According to the American Cancer Society, lung cancer is the top cause of cancer death in the United States.
In women, 26 percent of lung cancer cases lead to death, and in men, the statistic is 31 percent. That’s significantly more than the second largest causes — breast cancer for women, at 15 percent, and prostate cancer for men, at 10 percent.
The American Cancer Society estimated that, last year alone, there were 213,380 new lung cancer diagnoses throughout the country. Of those, 3,740 were in Arizona.
This is why prevention, early detection and treatment are vital.
Lung cancer has many risk factors. One of the more common is tobacco use of any kind. It accounts for nearly 90 percent of diagnosed lung cancers.
Occupational or environmental exposure to substances such as asbestos, radon gas, ionizing radiation and heavy metals (nickel, arsenic, chromium) increases risk.
The disease has hereditary causes, too; however, it is unclear which genetic markers are linked to lung cancer. But people with first-degree relatives (parents, siblings, children) diagnosed with lung cancer before they’re 50 years old, or who have multiple family members diagnosed with lung cancer, are at most risk.
Finally, lung conditions such as chronic obstructive pulmonary disease (COPD) and pulmonary fibrosis are risk factors.
Many people don’t have symptoms, especially early on. Symptoms may include unintentional weight loss, prolonged coughing or change in coughing pattern, getting easily short of breath, chest or bone pain, coughing up blood, or a change in voice or hoarseness.
Many diseases can mimic the symptoms of lung cancer. If you suffer any of these, see your doctor soon.
Your doctor may use a number of tests in evaluating patients for lung cancer. These include various blood and sputum tests and initial imaging, such as a chest x-ray or computed tomography (CT) scan.
Further diagnostic testing may involve more advanced imaging studies and even bronchoscopy (direct fiber optic visualization of lung airways).
A suspicion nodule or mass may need biopsy to confirm diagnosis and help determine the treatment regimen.
Remember, not all nodules or lesions seen on an imaging study are cancer.
Prevention and Early Detection
The No. 1 measure for preventing lung cancer is to never start smoking. If you are a smoker, the best preventive measure is to stop.
Studies have shown that when a former smoker has stopped and maintained tobacco cessation for 15 years, the risk of developing lung cancer is reduced by nearly 90 percent. Remember, tobacco addiction did not occur overnight. Neither will cessation.

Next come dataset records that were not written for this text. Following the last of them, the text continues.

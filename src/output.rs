//! Rendering export artifacts.

use std::io::Write;

use clap::ValueEnum;
use serde::{Deserialize, Serialize};

use crate::error::Result;

/// Machine-readable output format
#[derive(Debug, Clone, Copy, PartialEq, Eq, Serialize, Deserialize, ValueEnum)]
#[serde(rename_all = "lowercase")]
pub enum OutputFormat {
    Json,
    Yaml,
}

impl OutputFormat {
    pub fn as_str(&self) -> &'static str {
        match self {
            OutputFormat::Json => "json",
            OutputFormat::Yaml => "yaml",
        }
    }
}

/// Serialize `value` in `format`.
///
/// Rendering is done in memory so nothing is written when it fails.
pub fn render<T: Serialize>(value: &T, format: OutputFormat) -> Result<Vec<u8>> {
    let mut buf = match format {
        OutputFormat::Json => serde_json::to_vec_pretty(value)?,
        OutputFormat::Yaml => serde_yaml::to_string(value)?.into_bytes(),
    };
    if !buf.ends_with(b"\n") {
        buf.push(b'\n');
    }
    Ok(buf)
}

pub fn write_rendered<T: Serialize, W: Write>(
    value: &T,
    format: OutputFormat,
    out: &mut W,
) -> Result<()> {
    let buf = render(value, format)?;
    out.write_all(&buf)?;
    out.flush()?;
    Ok(())
}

There are some things you can do that may help reduce your risk of lung cancer. Avoid secondhand smoke. Avoid alcohol — especially in excess, as frequent smoking and alcohol go together. Make healthy lifestyle choices. Consume plenty of fruits and vegetables, and exercise.

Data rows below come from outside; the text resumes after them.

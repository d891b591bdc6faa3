//! Shared test utilities for kn-export
//!
//! Builders for Knative services and revisions in the shapes the API server
//! returns them.

pub mod fixtures;
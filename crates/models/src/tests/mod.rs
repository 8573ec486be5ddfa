use anyhow::Result;
use migration::MigratorTrait;
use sea_orm::DatabaseConnection;

use crate::db::{connect_with_config, DatabaseConfig};




/// Fresh in-memory database with the full schema applied.
pub async fn setup_test_db() -> Result<DatabaseConnection> {
    let db = connect_with_config(&DatabaseConfig::in_memory()).await?;
    migration::Migrator::up(&db, None).await?;
    Ok(db)
}
use sea_orm::{DbErr, SqlErr};
use thiserror::Error;

#[derive(Debug, Error)]
pub enum ModelError {
    #[error("validation error: {0}")]
    Validation(String),
    #[error("{entity} not found with id: {id}")]
    NotFound { entity: &'static str, id: i32 },
    #[error("conflict: {0}")]
    Conflict(String),
    #[error("database error: {0}")]
    Db(String),
}

impl ModelError {
    pub fn not_found(entity: &'static str, id: i32) -> Self { Self::NotFound { entity, id } }
}

impl From<DbErr> for ModelError {
    fn from(e: DbErr) -> Self {
        match e.sql_err() {
            Some(SqlErr::UniqueConstraintViolation(msg)) => ModelError::Conflict(msg),
            Some(SqlErr::ForeignKeyConstraintViolation(msg)) => ModelError::Conflict(msg),
            _ => ModelError::Db(e.to_string()),
        }
    }
}
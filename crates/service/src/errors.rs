use models::errors::ModelError;
use thiserror::Error;

#[derive(Debug, Error)]
pub enum ServiceError {
    #[error("validation error: {0}")]
    Validation(String),
    #[error("{0}")]
    NotFound(String),
    #[error("conflict: {0}")]
    Conflict(String),
    #[error("database error: {0}")]
    Db(String),
}

impl ServiceError {
    pub fn not_found(entity: &str, id: i32) -> Self { Self::NotFound(format!("{} not found with id: {}", entity, id)) }
}

impl From<ModelError> for ServiceError {
    fn from(e: ModelError) -> Self {
        match e {
            ModelError::Validation(msg) => ServiceError::Validation(msg),
            ModelError::NotFound { entity, id } => ServiceError::not_found(entity, id),
            ModelError::Conflict(msg) => ServiceError::Conflict(msg),
            ModelError::Db(msg) => ServiceError::Db(msg),
        }
    }
}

Some data suggest regular use of antioxidants may help prevent lung cancer. Test your home for radon gas, which can be found naturally in the soil. Avoid exposure to some of the occupational or environmental causes of lung cancer. If you do work around these substances, make sure you have appropriate protection from exposure. Talk to your doctor regarding your risk factors and regarding whether any further diagnostic testing is warranted.
As technology continues to evolve, so does the chance for early diagnosis of cancers. For now, it is still considered controversial to screen for lung cancer routinely. Some new promising studies use CT scan technology and sputum tests; however, more data is needed to support their wide use.
Always remember to discuss this and any other health-related issues with your doctor before initiating any changes to your lifestyle or treatment plan. This article should not be a substitute for personalized health care.